Mais quel rapport avec le suicide d’un banquier ? Le meilleur exemple de la théorie des états superposés est le paradoxe du chat de Schrödinger. Laissons la parole à Wikipedia qui a réussi, par une travail collaboratif acharné, a expliqué clairement le paradoxe :

Erwin Schrödinger a imaginé une expérience dans laquelle un chat est enfermé dans une boîte avec un dispositif qui tue l’animal dès qu’il détecte la désintégration d’un atome d’un corps radioactif ; par exemple : un détecteur de radioactivité type Geiger, relié à un interrupteur provoquant la chute d’un marteau cassant une fiole de poison […]. Si les probabilités indiquent qu’une désintégration a une chance sur deux d’avoir eu lieu au bout d’une minute, la mécanique quantique indique que, tant que l’observation n’est pas faite, l’atome est simultanément dans deux états (intact/désintégré).

Toute la question est là : tant qu’on ouvre pas la boite, il est impossible de savoir si le chat est mort ou vivant. Tant que l’observation n’est pas faite, le chat est mort ET vivant. Deux univers existent parallèlement tant que la boite n’a pas été ouverte et le meurtre du chat constaté par l’expérimentateur !

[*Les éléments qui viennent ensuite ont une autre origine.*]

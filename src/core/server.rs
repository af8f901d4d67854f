//! Server Implementation
//!
//! HTTP 服务器启动和管理

use axum::{Router, middleware};
use tower_http::compression::CompressionLayer;
use tower_http::cors::CorsLayer;
use tower_http::services::ServeDir;

use crate::core::{Config, Result, ServerError, ServerState};

/// HTTP 请求日志中间件
async fn log_request(
    request: http::Request<axum::body::Body>,
    next: middleware::Next,
) -> http::Response<axum::body::Body> {
    let method = request.method().clone();
    let uri = request.uri().clone();

    let response = next.run(request).await;

    let status = response.status();

    tracing::info!(target: "http_access", "{} {} {}", method, uri, status);

    response
}

/// Build the Axum router (without state)
pub fn build_app() -> Router<ServerState> {
    Router::<ServerState>::new()
        // Core APIs
        .merge(crate::api::health::router())
        // Data model APIs
        .merge(crate::api::products::router())
        .merge(crate::api::orders::router())
        .merge(crate::api::student_verifications::router())
        .merge(crate::api::hero_images::router())
}

/// HTTP Server
pub struct Server {
    config: Config,
    state: Option<ServerState>,
}

impl Server {
    pub fn new(config: Config) -> Self {
        Self {
            config,
            state: None,
        }
    }

    /// Create server with existing state (tests, tooling)
    pub fn with_state(config: Config, state: ServerState) -> Self {
        Self {
            config,
            state: Some(state),
        }
    }

    pub async fn run(&self) -> Result<()> {
        let state = match &self.state {
            Some(s) => s.clone(),
            None => ServerState::initialize(&self.config).await?,
        };

        let app = build_app()
            // 静态提供已存储的上传文件 (回执、横幅等)
            .nest_service("/uploads", ServeDir::new(state.config.uploads_dir()))
            .with_state(state)
            // Tower HTTP 中间件
            .layer(CorsLayer::permissive())
            .layer(CompressionLayer::new())
            // HTTP 请求日志中间件
            .layer(middleware::from_fn(log_request));

        let addr = std::net::SocketAddr::from(([0, 0, 0, 0], self.config.http_port));
        tracing::info!("🛒 Storefront server starting on {}", addr);

        let listener = tokio::net::TcpListener::bind(addr).await?;
        axum::serve(listener, app)
            .with_graceful_shutdown(async {
                let _ = tokio::signal::ctrl_c().await;
                tracing::info!("Shutting down...");
            })
            .await
            .map_err(|e| ServerError::Internal(format!("Server error: {e}")))?;

        Ok(())
    }
}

Quid de la roulette russe quantique ?

Notre financier s’est-il enfermé dans une boite pour rester mort et vivant en même temps (ou ni mort, ni vivant) ? Pas tout à fait. Le suicide quantique propose qu’un humain, qui joue donc lui-même le rôle de l’observateur, prenne la place du chat. Autrement dit, que le rôle du scientifique observateur et celui du chat confronté à la mort soit interprété par la même personne. Et là, paradoxe ! Si notre être humain se suicide, et comme il ne peut que « constater » qu’il est vivant, alors il ne peut atterrir que dans un monde où il constate qu’il est vivant. C’est toujours l’observation d’un état qui permet de « fixer » cet état.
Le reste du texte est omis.